How to Set Up Your BRRRR Lenders
People who win at BRRRR understand the two most important aspects of the process: getting properties undermarket, and organizing their lenders early on.
Lenders are an important member of your investment team. Here’s how to get them ready for your BRRRR investments.
BRRRR Lender Options
You’ll have a hard money or private money lender up-front. Then, in the second half of the project, you’ll have a more conventional lender with a traditional loan.
This traditional loan is usually 30-year with fixed rates, but comes with some constraints. You’re limited to ten properties with this kind of loan (including your own home). There’s also usually a limit on loan-to-value ratio, and conventional loans won’t let you put a loan in an LLC’s name.

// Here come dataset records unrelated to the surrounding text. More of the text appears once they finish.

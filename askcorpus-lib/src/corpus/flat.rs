use serde_json::Value;
use tracing::debug;

use crate::corpus::{render_value, Document, Metadata, NormalizeOptions};

/// Normalize an array-of-records corpus: one document per non-empty object.
///
/// Text is `field: value` lines, priority fields first (in the configured
/// order), then every other non-empty field in record order. Non-object
/// elements and records with nothing to say are skipped.
pub fn normalize_flat(items: &[Value], collection: &str, options: &NormalizeOptions) -> Vec<Document> {
    let mut documents = Vec::with_capacity(items.len());

    for (index, item) in items.iter().enumerate() {
        let Value::Object(record) = item else {
            debug!(collection, index, "skipping non-object record");
            continue;
        };

        let mut lines = Vec::with_capacity(record.len());
        for key in &options.priority_fields {
            if let Some(rendered) = record.get(key).and_then(render_value) {
                lines.push(format!("{key}: {rendered}"));
            }
        }
        for (key, value) in record {
            if options.priority_fields.iter().any(|p| p == key) {
                continue;
            }
            if let Some(rendered) = render_value(value) {
                lines.push(format!("{key}: {rendered}"));
            }
        }

        if lines.is_empty() {
            debug!(collection, index, "skipping empty record");
            continue;
        }

        let mut metadata = Metadata::new();
        metadata.insert("source", collection);
        metadata.insert("index", index);
        for key in &options.promoted_fields {
            if let Some(value) = record.get(key) {
                metadata.insert_json(key.as_str(), value);
            }
        }

        documents.push(Document {
            id: String::new(),
            text: lines.join("\n"),
            metadata,
        });
    }

    documents
}

#[cfg(test)]
mod tests {
    use super::*;
    use crate::corpus::MetaValue;
    use serde_json::json;

    fn opts() -> NormalizeOptions {
        NormalizeOptions::default()
    }

    #[test]
    fn test_priority_fields_first() {
        let items = vec![json!({
            "url": "https://example.com/rust",
            "level": "beginner",
            "category": "Programming",
            "name": "Intro to Rust",
        })];
        let docs = normalize_flat(&items, "courses", &opts());

        assert_eq!(docs.len(), 1);
        assert_eq!(
            docs[0].text,
            "name: Intro to Rust\ncategory: Programming\nurl: https://example.com/rust\nlevel: beginner"
        );
    }

    #[test]
    fn test_arrays_and_nested_values() {
        let items = vec![json!({
            "name": "Data Science",
            "instructors": ["Ada", "Grace"],
            "schedule": {"weeks": 6},
            "tags": [],
            "notes": null,
            "summary": "",
        })];
        let docs = normalize_flat(&items, "courses", &opts());

        let text = &docs[0].text;
        assert!(text.contains("instructors: Ada, Grace"));
        assert!(text.contains(r#"schedule: {"weeks":6}"#));
        assert!(!text.contains("tags"));
        assert!(!text.contains("notes"));
        assert!(!text.contains("summary"));
    }

    #[test]
    fn test_one_document_per_object() {
        let items = vec![
            json!({"name": "a"}),
            json!("not a record"),
            json!(42),
            json!({"name": "b"}),
            json!(null),
        ];
        let docs = normalize_flat(&items, "courses", &opts());
        assert_eq!(docs.len(), 2);
    }

    #[test]
    fn test_empty_records_dropped() {
        let items = vec![json!({}), json!({"name": "", "skills": []}), json!({"name": "x"})];
        let docs = normalize_flat(&items, "courses", &opts());
        assert_eq!(docs.len(), 1);
        assert!(docs.iter().all(|d| !d.text.is_empty()));
    }

    #[test]
    fn test_metadata_index_is_array_position() {
        let items = vec![json!(1), json!({"name": "second"})];
        let docs = normalize_flat(&items, "courses", &opts());
        assert_eq!(docs[0].metadata.get("index"), Some(&MetaValue::Int(1)));
        assert_eq!(docs[0].metadata.get("source"), Some(&MetaValue::Str("courses".into())));
    }

    #[test]
    fn test_promoted_fields() {
        let items = vec![json!({
            "name": "ML",
            "category": "AI",
            "url": "u",
            "price": 10,
            "content": "long description",
        })];
        let docs = normalize_flat(&items, "courses", &opts());
        let meta = &docs[0].metadata;

        assert_eq!(meta.get("name"), Some(&MetaValue::Str("ML".into())));
        assert_eq!(meta.get("category"), Some(&MetaValue::Str("AI".into())));
        assert_eq!(meta.get("url"), Some(&MetaValue::Str("u".into())));
        assert!(meta.get("price").is_none());
        assert!(meta.get("content").is_none());
    }

    #[test]
    fn test_custom_priority_fields() {
        let options = NormalizeOptions {
            priority_fields: vec!["title".into()],
            ..NormalizeOptions::default()
        };
        let items = vec![json!({"year": 2020, "title": "Dune"})];
        let docs = normalize_flat(&items, "books", &options);
        assert_eq!(docs[0].text, "title: Dune\nyear: 2020");
    }
}
fn entity_metadata(entity: &str, collection: &str) -> Metadata {
    let mut metadata = Metadata::new();
    metadata.insert("source", collection);
    metadata.insert("key", entity);
    metadata.insert("entity_name", entity);
    metadata.insert("entity_name_normalized", normalize_key(entity));
    metadata.insert("entity_name_parts", name_tokens_text(entity));
    metadata
}

fn push_block(text: &mut String, title: &str, lines: &[String]) {
    if lines.is_empty() {
        return;
    }
    let _ = writeln!(text, "\n{title}:");
    for line in lines {
        let _ = writeln!(text, "{line}");
    }
}

fn series<'a>(stats: &'a Map<String, Value>, key: &str) -> &'a [Value] {
    stats.get(key).and_then(Value::as_array).map_or(&[], Vec::as_slice)
}

fn as_number(value: &Value) -> Option<f64> {
    match value {
        Value::Number(n) => n.as_f64(),
        Value::String(s) => s.trim().parse().ok(),
        _ => None,
    }
}

fn sum_series(value: &Value) -> f64 {
    value
        .as_array()
        .map_or(0.0, |items| items.iter().filter_map(as_number).sum())
}

fn stat_text(value: Option<&Value>) -> String {
    match value {
        None | Some(Value::Null) => "0".to_string(),
        Some(Value::String(s)) => s.clone(),
        Some(other) => other.to_string(),
    }
}

fn render_list(items: &[Value]) -> String {
    let parts: Vec<String> = items.iter().map(Value::to_string).collect();
    format!("[{}]", parts.join(", "))
}

/// Integral values print without a fractional part.
fn fmt_number(x: f64) -> String {
    if x.fract() == 0.0 && x.abs() < 1e15 {
        format!("{}", x as i64)
    } else {
        format!("{x}")
    }
}

fn number_meta(x: f64) -> MetaValue {
    if x.fract() == 0.0 && x.abs() < 1e15 {
        MetaValue::Int(x as i64)
    } else {
        MetaValue::Float(x)
    }
}

fn snake_case(label: &str) -> String {
    label
        .split(|c: char| !c.is_alphanumeric())
        .filter(|part| !part.is_empty())
        .map(str::to_lowercase)
        .collect::<Vec<_>>()
        .join("_")
}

Another option for this second loan is DSCR no-income loans. DSCR loans come in a variety of options: five- or seven-year ARMs, standard 30-year fixed mortgages, and more. Successful BRRRR investors know all their options for refinancing.
Set Your Lenders Up Ahead of Time
People who win at BRRRR set up all their lenders before they jump into a deal.
The amount loaned for the purchase and for rehab can very a lot from lender to lender. Good investors will always know how much their hard money lenders will give them.
Hard Money Mike, for example, does a lot of 100% loans if the cost is 75% less than ARV because we know the investor can easily refinance out. We know we can set them up with a rate-and-term refinance, and they’ll have no money out-of-pocket.
BRRRR winners don’t get into a property, get it fixed up, and then figure out the long-term loan. Winners figure out first whether they can get the cash out they need, and how.
Smart BRRRR investors have a pool of lenders they work with. They know what each lender can offer, and which will best fit their current strategy, ability, and deal.